The house we bought a year and a half ago came with a microwave oven. So unless I wanted to go to the trouble of unhinging the thing and carting it off to wherever unwanted appliances go, I now had adopted that. At least my teenage son was happy. He saw the microwave and recognized it as a chance for our family to finally move into the 20th century. Of course, we are living well into the 21st. As I say, I like to take things slow, a century at a time.

After everybody in at least the First and Second Worlds had a CD player, I finally decided that the derned things were here to stay. I bought one, too. I kept my records, though, and my record player. They can move their fancy gadgets into my life all they want, but I'll be darned if they're gonna git me to use 'em.
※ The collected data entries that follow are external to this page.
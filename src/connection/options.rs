//! Per-session, per-transaction and per-query options.
//!
//! Every field is optional; an unset field is left to the server default.
//!
//! # Example
//!
//! ```
//! use typedb_client::Options;
//!
//! let options = Options::new().infer(true).prefetch_size(50);
//! assert_eq!(options.infer, Some(true));
//! ```

use serde::{Deserialize, Serialize};

/// Options sent along with session open, transaction open and queries.
#[derive(Debug, Clone, Default, PartialEq, Eq, Serialize, Deserialize)]
#[serde(default)]
pub struct Options {
    pub infer: Option<bool>,
    pub trace_inference: Option<bool>,
    pub explain: Option<bool>,
    pub parallel: Option<bool>,
    pub prefetch: Option<bool>,
    pub prefetch_size: Option<u32>,
    pub session_idle_timeout_millis: Option<u32>,
    pub transaction_timeout_millis: Option<u32>,
    pub schema_lock_acquire_timeout_millis: Option<u32>,
    /// Cluster only: allow the session on a secondary replica.
    pub read_any_replica: Option<bool>,
}

impl Options {
    pub fn new() -> Self {
        Self::default()
    }

    pub fn infer(mut self, infer: bool) -> Self {
        self.infer = Some(infer);
        self
    }

    pub fn trace_inference(mut self, trace_inference: bool) -> Self {
        self.trace_inference = Some(trace_inference);
        self
    }

    pub fn explain(mut self, explain: bool) -> Self {
        self.explain = Some(explain);
        self
    }

    pub fn parallel(mut self, parallel: bool) -> Self {
        self.parallel = Some(parallel);
        self
    }

    pub fn prefetch(mut self, prefetch: bool) -> Self {
        self.prefetch = Some(prefetch);
        self
    }

    pub fn prefetch_size(mut self, prefetch_size: u32) -> Self {
        self.prefetch_size = Some(prefetch_size);
        self
    }

    pub fn session_idle_timeout_millis(mut self, millis: u32) -> Self {
        self.session_idle_timeout_millis = Some(millis);
        self
    }

    pub fn transaction_timeout_millis(mut self, millis: u32) -> Self {
        self.transaction_timeout_millis = Some(millis);
        self
    }

    pub fn schema_lock_acquire_timeout_millis(mut self, millis: u32) -> Self {
        self.schema_lock_acquire_timeout_millis = Some(millis);
        self
    }

    pub fn read_any_replica(mut self, read_any_replica: bool) -> Self {
        self.read_any_replica = Some(read_any_replica);
        self
    }

    /// Whether a cluster session may be served by a secondary replica.
    pub fn allows_any_replica(&self) -> bool {
        self.read_any_replica.unwrap_or(false)
    }
}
Take, for example, the dishwasher. Yes sir, this house came with one of those contraptions, too, just like the microwave. But I don't use it. What's the point? You only have to wash the dishes before you put 'em in. Then, if you don't run it right away, you can't find your spoons.

Which is why we might want to rethink this whole Mars thing. Back in his first term, President Bush proposed a manned mission to the Red Planet. I was all for it at the time. Then I learned about the cows.

According to a recent study by a lot of scientists, Mars, as a planet, stinks. Literally, stinks. Apparently, the place is shrouded in methane gas.

You know what methane gas is, right? Yes, it is the gas that causes everybody to look accusingly at every­body else in an elevator. Or as the New Scientist magazine puts it: "Methane is of great interest because on Earth, almost all of it comes from living things - everything from rotting plants to bovine flatulence."

They said it, not me - bovine flatu­lence. I would not say bovine flatulence because bovine flatulence is an indelicate thing to say. But, indelicate or not, there it is in a respected scientific journal, bovine flatulence.

Methane emission is a stinker of an issue. On the one hand, the gas contributes significantly to global warming. On the other, opponents let rip against proposals to reduce methane, particularly from animals. The political air in New Zealand, for example, was fouled not long ago by a proposed flatulence tax levied against farm animals. But outraged farmers pooh-poohed the idea and the government ended up sitting on it.

In the interest of science, I should note that animal flatulence isn't the only source of methane emission. Animal belching also plays a major role. These are big problems that lead us inevitably to one conclusion: Animals are pretty disgusting.

Course, that's why we call them animals. But, humans are animals, too. And we call them that for good reason. Ever watch football with a bunch of guys? The methane produced in a single neighborhood no doubt violates the greenhouse emission standards of the Kyoto treaty on global warming.

Which is why we shouldn’t go to Mars. We have plenty of methane to last several lifetimes right here on Earth. We don’t have to travel halfway across the universe only to end up with an entire planet of flatulent bovine. Or, worse, flatulent Martians.

But, then, once we go to the fiery planet, I’ll want to go, too. Because in the end, no matter how you cut it, you can’t stop progress.